--- START ---

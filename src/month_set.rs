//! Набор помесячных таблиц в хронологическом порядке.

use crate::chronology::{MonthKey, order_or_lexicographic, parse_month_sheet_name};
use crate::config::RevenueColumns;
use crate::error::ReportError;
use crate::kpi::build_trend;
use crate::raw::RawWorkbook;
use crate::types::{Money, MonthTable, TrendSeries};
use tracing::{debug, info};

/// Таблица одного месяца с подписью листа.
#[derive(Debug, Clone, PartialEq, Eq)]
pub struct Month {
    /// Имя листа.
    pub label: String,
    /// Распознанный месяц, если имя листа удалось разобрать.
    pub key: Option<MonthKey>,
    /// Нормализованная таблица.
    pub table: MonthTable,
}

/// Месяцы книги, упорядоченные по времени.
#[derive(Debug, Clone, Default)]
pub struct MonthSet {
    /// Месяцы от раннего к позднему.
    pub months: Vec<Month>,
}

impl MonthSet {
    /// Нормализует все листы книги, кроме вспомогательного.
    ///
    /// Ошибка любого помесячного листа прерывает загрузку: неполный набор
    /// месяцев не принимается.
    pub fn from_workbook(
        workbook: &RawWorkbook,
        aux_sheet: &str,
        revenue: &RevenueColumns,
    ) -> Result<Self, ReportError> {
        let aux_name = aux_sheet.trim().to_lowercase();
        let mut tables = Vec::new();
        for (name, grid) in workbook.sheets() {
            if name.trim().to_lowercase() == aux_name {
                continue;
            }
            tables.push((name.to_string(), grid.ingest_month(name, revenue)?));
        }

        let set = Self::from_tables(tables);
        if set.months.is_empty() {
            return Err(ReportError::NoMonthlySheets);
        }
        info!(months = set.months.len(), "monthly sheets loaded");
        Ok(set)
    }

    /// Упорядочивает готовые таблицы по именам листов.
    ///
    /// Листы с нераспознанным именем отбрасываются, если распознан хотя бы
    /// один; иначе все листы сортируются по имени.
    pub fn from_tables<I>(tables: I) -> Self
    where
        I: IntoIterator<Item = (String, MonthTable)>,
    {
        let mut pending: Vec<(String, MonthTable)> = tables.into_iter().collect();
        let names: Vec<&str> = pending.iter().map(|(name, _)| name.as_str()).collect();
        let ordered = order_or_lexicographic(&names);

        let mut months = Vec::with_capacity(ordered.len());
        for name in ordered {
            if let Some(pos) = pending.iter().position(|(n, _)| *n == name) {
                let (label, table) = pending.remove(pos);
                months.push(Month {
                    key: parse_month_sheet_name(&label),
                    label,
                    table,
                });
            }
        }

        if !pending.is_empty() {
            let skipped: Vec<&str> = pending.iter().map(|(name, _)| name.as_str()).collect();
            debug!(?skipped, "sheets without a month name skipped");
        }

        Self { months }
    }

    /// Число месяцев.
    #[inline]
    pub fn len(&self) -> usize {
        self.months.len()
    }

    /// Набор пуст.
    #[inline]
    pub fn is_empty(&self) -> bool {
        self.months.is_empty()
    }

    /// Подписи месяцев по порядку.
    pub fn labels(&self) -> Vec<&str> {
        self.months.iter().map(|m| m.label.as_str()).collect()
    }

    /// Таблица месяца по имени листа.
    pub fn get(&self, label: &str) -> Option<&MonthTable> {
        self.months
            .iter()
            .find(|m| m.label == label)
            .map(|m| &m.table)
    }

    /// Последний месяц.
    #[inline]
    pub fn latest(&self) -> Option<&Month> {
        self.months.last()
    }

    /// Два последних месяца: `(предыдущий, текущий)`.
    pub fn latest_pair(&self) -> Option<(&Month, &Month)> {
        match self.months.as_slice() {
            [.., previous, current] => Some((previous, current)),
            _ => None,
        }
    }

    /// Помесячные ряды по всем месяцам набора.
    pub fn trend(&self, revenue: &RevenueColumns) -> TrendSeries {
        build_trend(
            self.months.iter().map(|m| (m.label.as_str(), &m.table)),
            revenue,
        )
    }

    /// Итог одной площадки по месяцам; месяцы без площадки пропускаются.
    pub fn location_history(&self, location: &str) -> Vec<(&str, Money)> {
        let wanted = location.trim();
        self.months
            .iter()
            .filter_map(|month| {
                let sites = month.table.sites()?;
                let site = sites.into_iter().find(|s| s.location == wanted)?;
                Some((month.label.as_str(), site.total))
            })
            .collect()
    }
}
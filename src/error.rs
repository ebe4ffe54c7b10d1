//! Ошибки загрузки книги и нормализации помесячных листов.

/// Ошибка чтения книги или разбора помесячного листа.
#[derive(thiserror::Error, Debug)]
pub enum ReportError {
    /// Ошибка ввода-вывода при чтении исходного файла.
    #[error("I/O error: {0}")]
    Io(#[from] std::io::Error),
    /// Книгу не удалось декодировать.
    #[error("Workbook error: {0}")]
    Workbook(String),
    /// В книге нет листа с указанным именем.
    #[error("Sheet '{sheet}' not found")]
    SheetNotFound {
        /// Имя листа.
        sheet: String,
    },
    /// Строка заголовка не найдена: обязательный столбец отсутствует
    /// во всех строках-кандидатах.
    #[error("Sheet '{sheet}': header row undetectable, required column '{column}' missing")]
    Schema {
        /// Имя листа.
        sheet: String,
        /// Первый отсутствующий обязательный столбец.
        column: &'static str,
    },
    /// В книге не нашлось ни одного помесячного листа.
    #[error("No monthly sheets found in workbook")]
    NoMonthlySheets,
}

--- END ---

> **Task directions**
In the listing above, find every line with the string "sites" and state how many there are, with no other words.

> **Solution to the exercise**
2